### WHAT IS REQUIRED:
Return, exactly, the line that contains "for result in" together with all lines after it to the end of the entries, and no further lines.

### SOURCE MATERIAL:
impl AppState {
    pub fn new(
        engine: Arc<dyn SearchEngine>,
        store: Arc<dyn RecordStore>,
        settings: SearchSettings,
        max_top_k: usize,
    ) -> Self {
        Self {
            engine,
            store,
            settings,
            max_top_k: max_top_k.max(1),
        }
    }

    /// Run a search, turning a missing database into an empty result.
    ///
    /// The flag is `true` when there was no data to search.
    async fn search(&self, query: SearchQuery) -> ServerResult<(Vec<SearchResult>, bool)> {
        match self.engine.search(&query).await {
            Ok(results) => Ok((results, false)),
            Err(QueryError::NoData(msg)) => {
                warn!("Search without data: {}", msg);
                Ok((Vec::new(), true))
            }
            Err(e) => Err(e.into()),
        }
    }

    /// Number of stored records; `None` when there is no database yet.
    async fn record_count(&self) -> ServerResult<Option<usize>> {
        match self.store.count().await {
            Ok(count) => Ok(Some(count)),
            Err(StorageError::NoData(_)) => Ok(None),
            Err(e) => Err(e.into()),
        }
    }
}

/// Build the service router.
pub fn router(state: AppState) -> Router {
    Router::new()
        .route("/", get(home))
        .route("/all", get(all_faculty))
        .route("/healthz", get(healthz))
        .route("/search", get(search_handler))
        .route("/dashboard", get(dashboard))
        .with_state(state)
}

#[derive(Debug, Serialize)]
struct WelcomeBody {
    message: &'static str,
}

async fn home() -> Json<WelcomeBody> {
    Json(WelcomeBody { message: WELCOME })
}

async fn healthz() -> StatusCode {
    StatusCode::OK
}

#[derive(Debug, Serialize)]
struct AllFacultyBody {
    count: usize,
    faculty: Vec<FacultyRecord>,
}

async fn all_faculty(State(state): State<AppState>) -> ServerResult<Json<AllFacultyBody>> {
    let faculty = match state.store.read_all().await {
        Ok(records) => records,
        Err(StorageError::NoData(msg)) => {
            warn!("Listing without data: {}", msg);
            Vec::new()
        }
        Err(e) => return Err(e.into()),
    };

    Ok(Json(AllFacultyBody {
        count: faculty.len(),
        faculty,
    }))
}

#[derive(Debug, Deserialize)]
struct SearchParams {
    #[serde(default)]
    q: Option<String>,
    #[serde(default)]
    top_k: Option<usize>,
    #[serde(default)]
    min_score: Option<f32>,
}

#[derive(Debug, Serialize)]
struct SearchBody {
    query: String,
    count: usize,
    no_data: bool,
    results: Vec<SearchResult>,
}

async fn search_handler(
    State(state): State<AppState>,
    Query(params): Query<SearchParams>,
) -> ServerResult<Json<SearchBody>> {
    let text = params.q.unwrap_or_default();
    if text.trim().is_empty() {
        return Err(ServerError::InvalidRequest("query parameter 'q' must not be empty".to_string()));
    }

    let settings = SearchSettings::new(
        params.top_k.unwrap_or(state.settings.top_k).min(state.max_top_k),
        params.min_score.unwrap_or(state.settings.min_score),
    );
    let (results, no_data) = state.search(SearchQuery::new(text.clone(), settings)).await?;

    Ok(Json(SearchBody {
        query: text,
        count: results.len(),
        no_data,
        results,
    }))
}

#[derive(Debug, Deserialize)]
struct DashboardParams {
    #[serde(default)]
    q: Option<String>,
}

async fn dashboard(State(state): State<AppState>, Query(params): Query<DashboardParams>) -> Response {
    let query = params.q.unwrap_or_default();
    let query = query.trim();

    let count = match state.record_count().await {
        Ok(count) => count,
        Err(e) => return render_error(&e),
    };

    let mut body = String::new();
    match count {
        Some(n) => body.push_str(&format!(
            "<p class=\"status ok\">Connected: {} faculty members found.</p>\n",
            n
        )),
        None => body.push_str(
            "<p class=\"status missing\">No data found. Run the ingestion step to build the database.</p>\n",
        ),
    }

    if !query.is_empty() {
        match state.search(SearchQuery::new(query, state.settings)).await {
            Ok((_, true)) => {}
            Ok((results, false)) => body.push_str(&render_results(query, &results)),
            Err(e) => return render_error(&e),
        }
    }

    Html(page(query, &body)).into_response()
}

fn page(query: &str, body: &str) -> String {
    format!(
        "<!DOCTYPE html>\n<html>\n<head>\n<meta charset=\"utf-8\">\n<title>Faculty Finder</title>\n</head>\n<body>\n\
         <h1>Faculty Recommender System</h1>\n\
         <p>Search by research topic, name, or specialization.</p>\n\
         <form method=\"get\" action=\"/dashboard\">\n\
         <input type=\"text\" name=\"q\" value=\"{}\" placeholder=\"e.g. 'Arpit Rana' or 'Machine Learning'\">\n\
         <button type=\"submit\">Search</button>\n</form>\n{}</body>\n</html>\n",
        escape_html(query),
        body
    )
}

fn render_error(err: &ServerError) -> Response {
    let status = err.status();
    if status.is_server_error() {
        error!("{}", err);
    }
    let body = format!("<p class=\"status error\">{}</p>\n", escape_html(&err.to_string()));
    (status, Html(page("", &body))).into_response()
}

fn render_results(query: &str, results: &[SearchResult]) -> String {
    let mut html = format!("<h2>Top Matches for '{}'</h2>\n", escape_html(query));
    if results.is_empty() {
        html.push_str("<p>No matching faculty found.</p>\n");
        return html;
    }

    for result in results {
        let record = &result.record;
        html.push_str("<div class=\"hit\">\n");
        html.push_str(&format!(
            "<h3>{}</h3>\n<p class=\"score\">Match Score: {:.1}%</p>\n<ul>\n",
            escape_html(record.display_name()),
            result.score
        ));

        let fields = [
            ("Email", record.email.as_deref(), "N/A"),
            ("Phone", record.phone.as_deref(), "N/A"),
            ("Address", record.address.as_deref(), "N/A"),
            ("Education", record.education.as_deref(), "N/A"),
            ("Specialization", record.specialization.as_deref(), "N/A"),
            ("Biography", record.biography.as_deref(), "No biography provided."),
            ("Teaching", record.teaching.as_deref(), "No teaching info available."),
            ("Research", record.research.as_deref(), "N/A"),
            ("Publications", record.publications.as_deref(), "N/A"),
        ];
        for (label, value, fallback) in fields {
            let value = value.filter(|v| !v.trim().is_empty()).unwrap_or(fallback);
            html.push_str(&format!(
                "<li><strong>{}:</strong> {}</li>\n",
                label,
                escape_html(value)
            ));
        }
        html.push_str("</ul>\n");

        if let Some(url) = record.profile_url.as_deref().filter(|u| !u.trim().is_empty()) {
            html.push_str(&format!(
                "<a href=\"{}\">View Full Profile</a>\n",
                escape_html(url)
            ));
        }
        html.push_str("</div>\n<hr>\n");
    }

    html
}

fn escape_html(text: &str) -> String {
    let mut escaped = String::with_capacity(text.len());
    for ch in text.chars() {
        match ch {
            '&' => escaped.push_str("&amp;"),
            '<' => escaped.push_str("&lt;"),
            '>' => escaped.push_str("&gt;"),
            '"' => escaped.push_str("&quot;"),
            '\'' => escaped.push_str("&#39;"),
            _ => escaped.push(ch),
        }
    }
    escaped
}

### WRITTEN SOLUTION:
    for result in results {
        let record = &result.record;
        html.push_str("<div class=\"hit\">\n");
        html.push_str(&format!(
            "<h3>{}</h3>\n<p class=\"score\">Match Score: {:.1}%</p>\n<ul>\n",
            escape_html(record.display_name()),
            result.score
        ));

        let fields = [
            ("Email", record.email.as_deref(), "N/A"),
            ("Phone", record.phone.as_deref(), "N/A"),
            ("Address", record.address.as_deref(), "N/A"),
            ("Education", record.education.as_deref(), "N/A"),
            ("Specialization", record.specialization.as_deref(), "N/A"),
            ("Biography", record.biography.as_deref(), "No biography provided."),
            ("Teaching", record.teaching.as_deref(), "No teaching info available."),
            ("Research", record.research.as_deref(), "N/A"),
            ("Publications", record.publications.as_deref(), "N/A"),
        ];
        for (label, value, fallback) in fields {
            let value = value.filter(|v| !v.trim().is_empty()).unwrap_or(fallback);
            html.push_str(&format!(
                "<li><strong>{}:</strong> {}</li>\n",
                label,
                escape_html(value)
            ));
        }
        html.push_str("</ul>\n");

        if let Some(url) = record.profile_url.as_deref().filter(|u| !u.trim().is_empty()) {
            html.push_str(&format!(
                "<a href=\"{}\">View Full Profile</a>\n",
                escape_html(url)
            ));
        }
        html.push_str("</div>\n<hr>\n");
    }

    html
}

fn escape_html(text: &str) -> String {
    let mut escaped = String::with_capacity(text.len());
    for ch in text.chars() {
        match ch {
            '&' => escaped.push_str("&amp;"),
            '<' => escaped.push_str("&lt;"),
            '>' => escaped.push_str("&gt;"),
            '"' => escaped.push_str("&quot;"),
            '\'' => escaped.push_str("&#39;"),
            _ => escaped.push(ch),
        }
    }
    escaped
}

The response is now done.